Tuesday, July 25, 2023

Holding up what she says on Creationists as a Mirror for Evolutionists (including herself)


Christian School Textbooks DEBUNKED 🌎
Emma Thorne, 3 June 2023
https://www.youtube.com/watch?v=Smy86ng-Kpo


4:27 Education systems and peer reviews are certainly all part of a culture - a hidden conspiracy over and above that is not needed.

It's sufficient to tweak requirements on open debate a bit when dealing with creationists. Is that a gentleman's agreement or a conspiracy?

7:03 Someone just made the point that you were not making any claim that Christianity and Hinduism had equal evidence for the religion being true.

You just said it, they were presented to you as equally valid and as different from science (i e exit argument, exit evidence).

8:10 "cult-like" = not buying into your science cult
"conspiracy stuff" = looking into why your science cult could be wrong (and it really doesn't have to be a conspiracy behind it for it to be that).
"bad" = having a religious faith that is a dogma, a real claim about what everyone ought to believe about the world.

Unless that religious faith happens to be your science cult, then it's all right of course ...

Oh, sorry, not just "bad" but even "super dangerous"

r i g h t ...

Did your teachers say that out loud, or were they just really, really, really good at giving you hints or dots to connect in that direction?

8:36 Does the University College London hold any kind of anti-christian bias?

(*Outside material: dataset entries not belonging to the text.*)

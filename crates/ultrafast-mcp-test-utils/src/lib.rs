//! Test utilities for UltraFast MCP
//!
//! This crate provides common test fixtures and utilities to reduce duplication
//! across test files in the UltraFast MCP ecosystem.

pub mod assertions;
pub mod fixtures;
pub mod mocks;
pub mod session_harness;

pub use assertions::*;
pub use fixtures::*;
pub use mocks::*;
pub use session_harness::SessionHarness;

The article you cite is by a transwoman.

"I'm Jenna Scaramanga, a trans woman with views. I did a PhD on the experiences of students in Accelerated Christian Education and now I mostly play guitar on my other channel."


https://www.youtube.com/@jennascaramanga8017/about

C o u l d transwomen or transmen or generally transgender have some kind of bias against Christianity?

I kind of think so.

Then we have a certain Matthew Hunt. Also University College London. Also extremely biassed against Creationism. And he made a great point of Kent Hovind's university not being accredited, but University College London wasn't either.

9:16 "when your whole school texts are the bad source"

Your point against ACE.

Our point against secular schools (on points like LGBT acceptance, evolutionism, religious relativism) is exactly the same.

So, you claim we make a conspiracy theory about secular schools, is this an admission that you are now making a conspiracy theory against ACE?

Do you have any self awareness?

11:19 So, you are encouraging people like "Tanya" to hide real identities because being homeschooled between 6 and 18 is somehow shameful?

Well, then you are actually creating social problems for homeschoolers. Far from saving them from problems, you are yourself creating them.

Along with people who feel like yourself, obviously. Is this also something you learned 12 years ago when leaving school?

11:37 "isolated in an education system that is completely false and built on conspiracy theories"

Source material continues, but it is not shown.